Say I have a list of dicts where dict['id']
is unique, and I want to access one specific dict.
This is how I would usually do that, more or less.
d_ = [d for d in list_of_dicts where d['id']=='the_id_i_want'][0]
Is there a better/cleaner/more pythonic way to do this?
(edit -- this is an API response, otherwise I'd just make it a dict in the first place)
CodePudding user response:
You can avoid looping over the entire list using a generator to take just the leading value:
d = next(
(d for d in list_of_dicts if d['id'] == 'the_id_i_want'),
None)
Here, if it is not found, d
will be set to None
.
CodePudding user response:
You can use next()
(Note: you can use default=
parameter to specify value to return when dict is not found):
list_of_dicts = [{"id": 3}, {"id": 4}, {"id": 1}]

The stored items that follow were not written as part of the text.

#[derive(Debug, Clone, Default, PartialEq)]
pub struct UpdateContainerOptions {
    pub blkio_weight: Option<u16>,
    pub cpu_period: Option<i64>,
    pub cpu_quota: Option<i64>,
    pub cpu_shares: Option<i64>,
    pub cpuset_cpus: Option<String>,
    pub cpuset_mems: Option<String>,
    pub mem_limit: Option<ByteSize>,
    pub mem_reservation: Option<ByteSize>,
    pub memswap_limit: Option<ByteSize>,
    pub kernel_memory: Option<ByteSize>,
    pub restart_policy: Option<RestartPolicy>,
}

impl UpdateContainerOptions {
    fn to_body(&self, api: &ApiClient) -> Result<Value> {
        let mut data = Map::new();
        if let Some(w) = self.blkio_weight {
            data.insert("BlkioWeight".into(), Value::from(w));
        }
        if let Some(p) = self.cpu_period {
            data.insert("CpuPeriod".into(), Value::from(p));
        }
        if let Some(q) = self.cpu_quota {
            data.insert("CpuQuota".into(), Value::from(q));
        }
        if let Some(s) = self.cpu_shares {
            data.insert("CpuShares".into(), Value::from(s));
        }
        if let Some(ref c) = self.cpuset_cpus {
            data.insert("CpusetCpus".into(), Value::String(c.clone()));
        }
        if let Some(ref m) = self.cpuset_mems {
            data.insert("CpusetMems".into(), Value::String(m.clone()));
        }
        for (key, size) in [
            ("Memory", &self.mem_limit),
            ("MemoryReservation", &self.mem_reservation),
            ("MemorySwap", &self.memswap_limit),
            ("KernelMemory", &self.kernel_memory),
        ] {
            if let Some(size) = size {
                data.insert(key.into(), Value::from(size.to_bytes()?));
            }
        }
        if let Some(ref policy) = self.restart_policy {
            api.require("1.23", "restart policy update")?;
            data.insert("RestartPolicy".into(), serde_json::to_value(policy)?);
        }
        Ok(Value::Object(data))
    }
}
//! API version tokens and feature gating

use std::cmp::Ordering;
use std::fmt;
use std::str::FromStr;

use serde::{Deserialize, Deserializer, Serialize, Serializer};

use crate::{Error, Result};

/// Dotted numeric version token such as `1.24`
///
/// Ordering compares components numerically, padding the shorter token
/// with zeros, so `1.9 < 1.10` and `1.24 == 1.24.0`.
#[derive(Debug, Clone)]
pub struct ApiVersion {
    components: Vec<u64>,
}

impl ApiVersion {
    pub fn new(major: u64, minor: u64) -> Self {
        Self {
            components: vec![major, minor],
        }
    }

    pub fn parse(s: &str) -> Result<Self> {
        let trimmed = s.trim().trim_start_matches('v');
        if trimmed.is_empty() {
            return Err(Error::InvalidVersion(format!("empty version string: {:?}", s)));
        }
        let components = trimmed
            .split('.')
            .map(|part| {
                part.parse::<u64>()
                    .map_err(|_| Error::InvalidVersion(format!("malformed version: {:?}", s)))
            })
            .collect::<Result<Vec<_>>>()?;
        Ok(Self { components })
    }

    fn component(&self, idx: usize) -> u64 {
        self.components.get(idx).copied().unwrap_or(0)
    }
}

/// Three-way numeric comparison of two dotted version strings
pub fn compare(a: &str, b: &str) -> Result<Ordering> {
    Ok(ApiVersion::parse(a)?.cmp(&ApiVersion::parse(b)?))
}

impl Ord for ApiVersion {
    fn cmp(&self, other: &Self) -> Ordering {
        let len = self.components.len().max(other.components.len());
        (0..len)
            .map(|i| self.component(i).cmp(&other.component(i)))
            .find(|o| *o != Ordering::Equal)
            .unwrap_or(Ordering::Equal)
    }
}

impl PartialOrd for ApiVersion {
    fn partial_cmp(&self, other: &Self) -> Option<Ordering> {
        Some(self.cmp(other))
    }
}

impl PartialEq for ApiVersion {
    fn eq(&self, other: &Self) -> bool {
        self.cmp(other) == Ordering::Equal
    }
}

impl Eq for ApiVersion {}

impl fmt::Display for ApiVersion {
    fn fmt(&self, f: &mut fmt::Formatter<'_>) -> fmt::Result {
        let parts: Vec<String> = self.components.iter().map(|c| c.to_string()).collect();
        write!(f, "{}", parts.join("."))
    }
}

impl FromStr for ApiVersion {
    type Err = Error;

    fn from_str(s: &str) -> Result<Self> {
        Self::parse(s)
    }
}

/// `1.24`, used when none is configured
impl Default for ApiVersion {
    fn default() -> Self {
        Self::new(1, 24)
    }
}

impl Serialize for ApiVersion {
    fn serialize<S: Serializer>(&self, serializer: S) -> std::result::Result<S::Ok, S::Error> {
        serializer.serialize_str(&self.to_string())
    }
}

impl<'de> Deserialize<'de> for ApiVersion {
    fn deserialize<D: Deserializer<'de>>(deserializer: D) -> std::result::Result<Self, D::Error> {
        let s = String::deserialize(deserializer)?;
        ApiVersion::parse(&s).map_err(serde::de::Error::custom)
    }
}

/// Negotiated version for one client; fixed after construction
#[derive(Debug, Clone)]
pub struct VersionGate {
    version: ApiVersion,
}

impl VersionGate {
    pub fn new(version: ApiVersion) -> Self {
        Self { version }
    }

    pub fn version(&self) -> &ApiVersion {
        &self.version
    }

    /// True if the negotiated version is `min` or newer
    pub fn at_least(&self, min: &str) -> bool {
        match ApiVersion::parse(min) {
            Ok(min) => self.version >= min,
            Err(_) => false,
        }
    }

    /// True if the negotiated version is older than `max`
    pub fn below(&self, max: &str) -> bool {
        !self.at_least(max)
    }

    /// Fail with `InvalidVersion` when `feature` needs a newer API
    pub fn require(&self, min: &str, feature: &str) -> Result<()> {
        if self.at_least(min) {
            Ok(())
        } else {
            tracing::debug!(feature, min, negotiated = %self.version, "version gate rejected call");
            Err(Error::min_version(feature, min))
        }
    }
}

d = next(d for d in list_of_dicts if d["id"] == 1)
print(d)
Prints:
{'id': 1}
CodePudding user response:
Just use an ordinary for
loop. Then you can stop the loop when you find the one you want. The list comprehension will keep looping unnecessarily.
d_ = None
for d in list_of_dicts:
if d['id'] == 'the_id_i_want':
d_ = d
break
CodePudding user response:
Create a dict
with indices of the unique id
, then use that to select the dict
you want
d = [{"id": 1, "val": 2}, {"id": 2, "val": 2}]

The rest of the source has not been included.